In part 1, we saw how relational and non-relational databases differ in structure. Tables must have a singular, ‘unbreakable ‘ piece of information per row and column in a relational database, while non-relational databases can even contain tables inside tables (called nested data).
In this part, we will see how a relational database wreaks havoc with a piece of information so fundamental, that by the end of this post, you will start wondering why relational databases have been in use for so long! We are talking about human names today. We are talking about how a term I call ‘structural rigidity’ of relational databases caused an unnecessary and unwilling ‘standardisation’ in the way we look at human names today.

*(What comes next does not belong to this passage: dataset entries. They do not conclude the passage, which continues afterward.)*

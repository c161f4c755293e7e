//! Event types for the emushell main loop.

use std::fmt;

use crate::deferred::DeferredCall;

/// Events processed by the main loop.
///
/// All kinds share one FIFO queue; there are no priority levels, so an event
/// is handled strictly after everything enqueued before it.
pub enum AppEvent<A> {
    /// Run a deferred method call on the main thread.
    Invoke(DeferredCall<A>),

    /// Application-defined event, delivered to the user event handler.
    User(UserEvent),

    /// Wake up the main loop without doing any work.
    WakeUp,

    /// Stop the main loop and close the dispatch queue.
    Quit,
}

impl<A> AppEvent<A> {
    /// Short name of the event kind, for logs.
    pub fn kind_name(&self) -> &'static str {
        match self {
            Self::Invoke(_) => "invoke",
            Self::User(_) => "user",
            Self::WakeUp => "wake_up",
            Self::Quit => "quit",
        }
    }
}

impl<A> fmt::Debug for AppEvent<A> {
    fn fmt(&self, f: &mut fmt::Formatter<'_>) -> fmt::Result {
        match self {
            Self::Invoke(call) => f.debug_tuple("Invoke").field(call).finish(),
            Self::User(event) => f.debug_tuple("User").field(event).finish(),
            Self::WakeUp => f.write_str("WakeUp"),
            Self::Quit => f.write_str("Quit"),
        }
    }
}

/// An application-defined event.
#[derive(Debug, Clone, PartialEq, Eq)]
pub struct UserEvent {
    /// User-defined event kind identifier.
    pub kind: u32,
    /// Optional payload as raw bytes (for simple data).
    pub payload: Option<Box<[u8]>>,
}

impl UserEvent {
    /// Create a user event with a kind identifier.
    pub fn new(kind: u32) -> Self {
        Self {
            kind,
            payload: None,
        }
    }

    /// Create a user event with a kind and byte payload.
    pub fn with_payload(kind: u32, payload: Vec<u8>) -> Self {
        Self {
            kind,
            payload: Some(payload.into_boxed_slice()),
        }
    }
}
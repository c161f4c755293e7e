//! Core systems for emushell.
//!
//! This crate provides the main-thread RPC machinery of the emushell
//! application shell:
//!
//! - **Main Loop**: the designated main thread's event-processing loop
//! - **Dispatcher**: blocking, fire-and-forget and always-deferred calls
//!   from any thread onto the main thread, in strict FIFO order
//! - **Completion Signals**: one-shot wait/signal primitive carrying the
//!   result of a blocking call back to its caller
//! - **Pending Saves**: a main-thread-only counter of saves that must finish
//!   before exit
//! - **Thread Checks**: affinity assertions and main-thread-only storage
//!
//! # Example
//!
//! ```
//! use std::sync::Arc;
//! use emushell_core::{HasPendingSaves, MainLoop, PendingSaveCounter};
//!
//! struct App {
//!     pending_saves: PendingSaveCounter,
//! }
//!
//! impl HasPendingSaves for App {
//!     fn pending_saves(&self) -> &PendingSaveCounter {
//!         &self.pending_saves
//!     }
//! }
//!
//! // The thread that creates the loop becomes the main thread.
//! let app = Arc::new(App { pending_saves: PendingSaveCounter::new() });
//! let mut main_loop = MainLoop::new(app);
//! let dispatcher = main_loop.dispatcher();
//!
//! let saver = dispatcher.clone();
//! std::thread::spawn(move || {
//!     saver.start_pending_save().unwrap();
//!     // ... write the savestate ...
//!     saver.clear_pending_save().unwrap();
//! })
//! .join()
//! .unwrap();
//!
//! main_loop.process_until_idle();
//! assert!(!dispatcher.has_pending_saves());
//! ```

mod completion;
mod config;
mod deferred;
mod dispatcher;
mod error;
mod event;
pub mod logging;
mod main_loop;
mod pending_saves;
mod queue;
pub mod thread_check;

pub use completion::{CompletionHandle, CompletionSignal, CompletionWaiter, completion_pair};
pub use config::{DispatcherBuilder, DispatcherConfig};
pub use deferred::{BoxedMethod, CallId, DeferredCall};
pub use dispatcher::{Dispatcher, FailedCall, Invocation};
pub use error::{CounterUnderflow, MethodError, MethodResult, Result, RpcError};
pub use event::{AppEvent, UserEvent};
pub use logging::PerfSpan;
pub use main_loop::{LoopExit, MainLoop, UserEventHandler};
pub use pending_saves::{HasPendingSaves, PendingSaveCounter};
pub use thread_check::{MainThreadCell, ThreadAffinity};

How did relational databases ‘wreak havoc’ with human names? Well, look at thousands or even tens of thousands of passports, whose owners are not happy with the way their names appear on them. The owners will say that they are now ‘stuck’ with that ‘adopted name’ for the purposes of smooth documentation and clearance. My passport happens to be one of those. This is because relational databases are rigid. But admittedly, if we try to break that rigidity, the data would be fragmented and repetitive. I will explain what I am talking about.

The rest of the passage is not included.